Stored data entries
****************************************
//! Remote peer presence.

use chitchat_proto::PeerId;
use serde::{Deserialize, Serialize};

/// The one remote peer this client talks to.
///
/// Outlives its channel: when the channel closes the session is marked
/// offline rather than dropped, so the view can keep showing who we were
/// talking to.
#[derive(Debug, Clone, PartialEq, Eq, Serialize, Deserialize)]
pub struct PeerSession {
    remote: PeerId,
    online: bool,
    typing: bool,
    /// Unix milliseconds of the last frame or status from the peer.
    last_activity: u64,
}

impl PeerSession {
    /// New online session with the given remote.
    pub fn new(remote: PeerId, now_millis: u64) -> Self {
        Self { remote, online: true, typing: false, last_activity: now_millis }
    }

    /// Remote identity.
    pub fn remote(&self) -> &PeerId {
        &self.remote
    }

    /// True while the channel is open.
    pub fn is_online(&self) -> bool {
        self.online
    }

    /// True while the remote reports typing.
    pub fn is_typing(&self) -> bool {
        self.typing
    }

    /// Unix milliseconds of the last observed activity.
    pub fn last_activity(&self) -> u64 {
        self.last_activity
    }

    /// Record a typing status from the remote.
    pub fn set_typing(&mut self, typing: bool, now_millis: u64) {
        self.typing = typing;
        self.touch(now_millis);
    }

    /// Record activity from the remote.
    pub fn touch(&mut self, now_millis: u64) {
        self.last_activity = self.last_activity.max(now_millis);
    }

    /// Mark the channel as gone.
    pub fn mark_offline(&mut self) {
        self.online = false;
        self.typing = false;
    }
}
****************************************
Exactly as written, repeat each line from the beginning of the data above to the line containing "remote reports typing.", inclusive.

//! Remote peer presence.

use chitchat_proto::PeerId;
use serde::{Deserialize, Serialize};

/// The one remote peer this client talks to.
///
/// Outlives its channel: when the channel closes the session is marked
/// offline rather than dropped, so the view can keep showing who we were
/// talking to.
#[derive(Debug, Clone, PartialEq, Eq, Serialize, Deserialize)]
pub struct PeerSession {
    remote: PeerId,
    online: bool,
    typing: bool,
    /// Unix milliseconds of the last frame or status from the peer.
    last_activity: u64,
}

impl PeerSession {
    /// New online session with the given remote.
    pub fn new(remote: PeerId, now_millis: u64) -> Self {
        Self { remote, online: true, typing: false, last_activity: now_millis }
    }

    /// Remote identity.
    pub fn remote(&self) -> &PeerId {
        &self.remote
    }

    /// True while the channel is open.
    pub fn is_online(&self) -> bool {
        self.online
    }

    /// True while the remote reports typing.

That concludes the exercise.